## Supplied data
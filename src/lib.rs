//! S3 client and in-process SigV4 signing proxy
//!
//! The two load-bearing pieces are [`SigningClient`], an HTTP middleware
//! that canonicalises and signs every outbound request with AWS
//! Signature Version 4 before forwarding it to a downstream transport,
//! and [`MultipartUpload`], a buffered byte sink that streams
//! unknown-length writes through the S3 multipart upload protocol.

#![forbid(unsafe_code)]
#![deny(
    // The following are allowed by default lints according to
    // https://doc.rust-lang.org/rustc/lints/listing/allowed-by-default.html
    anonymous_parameters,
    bare_trait_objects,
    trivial_casts,
    trivial_numeric_casts,
    unstable_features,
    unused_extern_crates,
    unused_import_braces
)]
#![warn(
    missing_copy_implementations,
    missing_debug_implementations,
    missing_docs,
    clippy::all,
    clippy::pedantic
)]
#![allow(
    clippy::module_name_repetitions, // Allowed by default
    clippy::missing_errors_doc // error semantics live on the error type
)]
#![cfg_attr(test, allow(
    clippy::panic, // Panic when fatal failures occur
    clippy::unwrap_used, // Tests need `unwrap`
    clippy::indexing_slicing, // Fail fast
))]

pub(crate) mod utils;

mod client;
mod credentials;
mod errors;
mod multipart;
mod service;
mod signature_v4;
mod signing_key;

pub use self::client::{Bucket, Object, S3Client};
pub use self::credentials::{
    ChainCredentialsProvider, Credentials, CredentialsProvider, EnvCredentialsProvider,
    StaticCredentialsProvider,
};
pub use self::errors::{S3Error, S3Result};
pub use self::multipart::{MultipartConfig, MultipartUpload, UploadState};
pub use self::service::{Clock, HttpClient, ProxyConfig, SigningClient, SystemClock};

pub mod headers;

/// SigV4 primitives: canonical request, string to sign, signature
pub mod signature {
    pub use crate::signature_v4::{
        calculate_signature, canonical_uri, create_authorization_header,
        create_canonical_request, create_string_to_sign, is_signed_header, Payload,
        EMPTY_STRING_SHA256_HASH, UNSIGNED_PAYLOAD,
    };
    pub use crate::signing_key::{SigningKey, SigningKeyCache};
}

pub mod data_structures;

pub(crate) use hyper::Body;

/// Request type
pub(crate) type Request = hyper::Request<Body>;

/// Response type
pub(crate) type Response = hyper::Response<Body>;

/// `Box<dyn std::error::Error + Send + Sync + 'static>`
pub(crate) type BoxStdError = Box<dyn std::error::Error + Send + Sync + 'static>;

## Your goal
Look through the records and gather every line containing "self".

## Solution below
pub use self::client::{Bucket, Object, S3Client};
pub use self::credentials::{
pub use self::errors::{S3Error, S3Result};
pub use self::multipart::{MultipartConfig, MultipartUpload, UploadState};
pub use self::service::{Clock, HttpClient, ProxyConfig, SigningClient, SystemClock};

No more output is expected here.